▸ **Work instruction**:
Please show every line from the entries that carries the word "RetryPolicy".

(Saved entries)

---------------

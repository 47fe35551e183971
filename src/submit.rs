use crate::bundler::{Bundler, UserOperationReceipt};
use crate::error::{Error, Result};
use crate::pipeline::Pipeline;
use crate::stages::RESUBMISSION_CLEARS;
use crate::types::{UserOperation, UserOperationDraft};
use ethers::types::{Address, H256};
use std::fmt;
use std::sync::Arc;
use std::time::Duration;
use tokio::time::{sleep, Instant};

/// How hard the submission loop tries before giving up.
#[derive(Debug, Clone, PartialEq)]
pub struct RetryPolicy {
    /// Resubmissions after the first broadcast.
    pub max_retries: u32,
    /// Wait before the first resubmission.
    pub interval: Duration,
    /// Growth of the wait between resubmissions; 1.0 keeps it constant.
    pub multiplier: f64,
    /// Minimum fee increase of a same-nonce replacement.
    pub replacement_bump_percentage: u32,
    /// Time to wait for a receipt before treating the operation as stuck. Must be positive.
    pub receipt_timeout: Duration,
    pub poll_interval: Duration,
}

impl Default for RetryPolicy {
    fn default() -> Self {
        Self {
            max_retries: 10,
            interval: Duration::from_millis(2_000),
            multiplier: 1.5,
            replacement_bump_percentage: 10,
            receipt_timeout: Duration::from_secs(60),
            poll_interval: Duration::from_millis(1_500),
        }
    }
}

impl RetryPolicy {
    pub fn validate(&self) -> Result<()> {
        if !self.multiplier.is_finite() || self.multiplier < 1.0 {
            return Err(Error::Config(format!(
                "retry multiplier must be a finite number >= 1, got {}",
                self.multiplier
            )));
        }
        if self.receipt_timeout.is_zero() {
            return Err(Error::Config("receipt timeout must be positive".to_string()));
        }
        if self.poll_interval.is_zero() {
            return Err(Error::Config("receipt poll interval must be positive".to_string()));
        }
        Ok(())
    }

    /// Wait before resubmission number `attempt` (1-based): `interval * multiplier^(attempt-1)`.
    pub fn backoff(&self, attempt: u32) -> Duration {
        let exp = attempt.saturating_sub(1).min(i32::MAX as u32) as i32;
        let secs = self.interval.as_secs_f64() * self.multiplier.powi(exp);
        Duration::try_from_secs_f64(secs).unwrap_or(Duration::MAX)
    }
}

/// Lifecycle of one UserOperation from the submitter's point of view.
#[derive(Debug, Clone, Copy, PartialEq, Eq)]
pub enum SubmissionState {
    Built,
    Signed,
    Broadcast,
    Pending,
    Included,
    Dropped,
}

impl SubmissionState {
    /// Legal transitions. A refused broadcast or a stuck pending operation goes back to
    /// `Signed` once it has been re-quoted and re-signed.
    pub fn can_transition_to(self, next: SubmissionState) -> bool {
        use SubmissionState::*;
        matches!(
            (self, next),
            (Built, Signed)
                | (Signed, Broadcast)
                | (Signed, Signed)
                | (Signed, Dropped)
                | (Broadcast, Pending)
                | (Broadcast, Signed)
                | (Broadcast, Dropped)
                | (Pending, Included)
                | (Pending, Signed)
                | (Pending, Dropped)
        )
    }

    pub fn is_terminal(self) -> bool {
        matches!(self, SubmissionState::Included | SubmissionState::Dropped)
    }
}

impl fmt::Display for SubmissionState {
    fn fmt(&self, f: &mut fmt::Formatter<'_>) -> fmt::Result {
        let s = match self {
            SubmissionState::Built => "built",
            SubmissionState::Signed => "signed",
            SubmissionState::Broadcast => "broadcast",
            SubmissionState::Pending => "pending",
            SubmissionState::Included => "included",
            SubmissionState::Dropped => "dropped",
        };
        f.write_str(s)
    }
}

/// Outcome of a successful submission.
#[derive(Debug, Clone)]
pub struct Inclusion {
    pub user_op_hash: H256,
    pub receipt: UserOperationReceipt,
    /// Broadcasts made, including the one that got included.
    pub attempts: u32,
    /// The operation as it was finally included.
    pub user_operation: UserOperation,
}

/// Broadcasts a signed draft and keeps it alive until it is included or the retry budget
/// runs out. Every resubmission gets fresh fees, a fresh sponsorship and a fresh signature.
///
/// Replacements share a nonce, so any of the hashes broadcast so far may be the one that
/// lands. All of them are watched until the run ends.
pub struct Submitter {
    bundler: Arc<dyn Bundler>,
    entry_point: Address,
    policy: RetryPolicy,
    requote: Pipeline,
}

impl Submitter {
    pub fn new(
        bundler: Arc<dyn Bundler>,
        entry_point: Address,
        policy: RetryPolicy,
        requote: Pipeline,
    ) -> Self {
        Self {
            bundler,
            entry_point,
            policy,
            requote,
        }
    }

    pub fn policy(&self) -> &RetryPolicy {
        &self.policy
    }

    /// `draft` must be fully resolved and signed. Once the bundler accepts it, the draft's
    /// nonce reservation is committed and stays taken.
    pub async fn submit(&self, draft: UserOperationDraft) -> Result<Inclusion> {
        let mut state = SubmissionState::Signed;
        let mut draft = draft;
        let mut attempt: u32 = 0;
        let mut broadcasts: Vec<(H256, UserOperation)> = Vec::new();

        loop {
            let op = draft.finalize()?;
            attempt += 1;

            let outcome = match self
                .broadcast_and_wait(&draft, op, &mut broadcasts, &mut state)
                .await
            {
                Err(e) if e.is_retryable() => match self.poll_once(&broadcasts).await {
                    // an earlier broadcast landed while this one was failing
                    Some(found) => Ok(found),
                    None => Err(e),
                },
                other => other,
            };

            match outcome {
                Ok((index, receipt)) => {
                    transition(&mut state, SubmissionState::Included);
                    let (user_op_hash, op) = broadcasts.swap_remove(index);
                    tracing::info!(
                        ?user_op_hash,
                        transaction_hash = ?receipt.transaction_hash,
                        success = receipt.success,
                        attempts = attempt,
                        "user operation included"
                    );
                    return Ok(Inclusion {
                        user_op_hash,
                        receipt,
                        attempts: attempt,
                        user_operation: op,
                    });
                }
                Err(e) if e.is_retryable() && attempt <= self.policy.max_retries => {
                    let delay = self.policy.backoff(attempt);
                    tracing::warn!(attempt, error = %e, delay_ms = delay.as_millis() as u64, "submission failed; will re-quote and resubmit");
                    sleep(delay).await;

                    draft = match self.requote(draft).await {
                        Ok(d) => d,
                        Err(e) => {
                            transition(&mut state, SubmissionState::Dropped);
                            return Err(e);
                        }
                    };
                    transition(&mut state, SubmissionState::Signed);
                }
                Err(e) if e.is_retryable() => {
                    transition(&mut state, SubmissionState::Dropped);
                    tracing::error!(attempts = attempt, error = %e, "giving up on user operation");
                    return Err(Error::RetriesExhausted {
                        attempts: attempt,
                        last_error: e.to_string(),
                    });
                }
                Err(e) => {
                    transition(&mut state, SubmissionState::Dropped);
                    return Err(e);
                }
            }
        }
    }

    /// Sends `op` and waits until one of `broadcasts` (which then includes `op`) is mined.
    /// Returns the index of the mined entry.
    async fn broadcast_and_wait(
        &self,
        draft: &UserOperationDraft,
        op: UserOperation,
        broadcasts: &mut Vec<(H256, UserOperation)>,
        state: &mut SubmissionState,
    ) -> Result<(usize, UserOperationReceipt)> {
        let user_op_hash = self.bundler.send_user_operation(&op, self.entry_point).await?;
        if let Some(lease) = draft.nonce_lease() {
            lease.commit();
        }
        transition(state, SubmissionState::Broadcast);
        tracing::info!(?user_op_hash, nonce = %op.nonce, max_fee_per_gas = %op.max_fee_per_gas, "user operation sent to bundler");
        broadcasts.push((user_op_hash, op));

        transition(state, SubmissionState::Pending);
        self.wait_for_receipt(broadcasts, user_op_hash).await
    }

    async fn wait_for_receipt(
        &self,
        broadcasts: &[(H256, UserOperation)],
        latest: H256,
    ) -> Result<(usize, UserOperationReceipt)> {
        let start = Instant::now();
        loop {
            if let Some(found) = self.poll_once(broadcasts).await {
                return Ok(found);
            }
            if start.elapsed() >= self.policy.receipt_timeout {
                return Err(Error::ReceiptTimeout {
                    user_op_hash: latest,
                    timeout: self.policy.receipt_timeout,
                });
            }
            sleep(self.policy.poll_interval).await;
        }
    }

    /// Checks every broadcast hash once, newest first.
    async fn poll_once(
        &self,
        broadcasts: &[(H256, UserOperation)],
    ) -> Option<(usize, UserOperationReceipt)> {
        for (index, (user_op_hash, _)) in broadcasts.iter().enumerate().rev() {
            match self.bundler.get_user_operation_receipt(*user_op_hash).await {
                Ok(Some(receipt)) => return Some((index, receipt)),
                Ok(None) => {}
                Err(e) => tracing::warn!(?user_op_hash, error = %e, "receipt poll failed"),
            }
        }
        None
    }

    async fn requote(&self, draft: UserOperationDraft) -> Result<UserOperationDraft> {
        let previous = draft.finalize()?.fees();
        let draft = draft.clear(RESUBMISSION_CLEARS).with_fee_floor(previous);
        self.requote.run(draft).await
    }
}

fn transition(state: &mut SubmissionState, next: SubmissionState) {
    if !state.can_transition_to(next) {
        tracing::debug!(from = %state, to = %next, "unexpected submission state transition");
    }
    tracing::trace!(from = %state, to = %next, "submission state");
    *state = next;
}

---------------

▸ **Response to the task**:
pub struct RetryPolicy {
impl Default for RetryPolicy {
impl RetryPolicy {
    policy: RetryPolicy,
        policy: RetryPolicy,
    pub fn policy(&self) -> &RetryPolicy {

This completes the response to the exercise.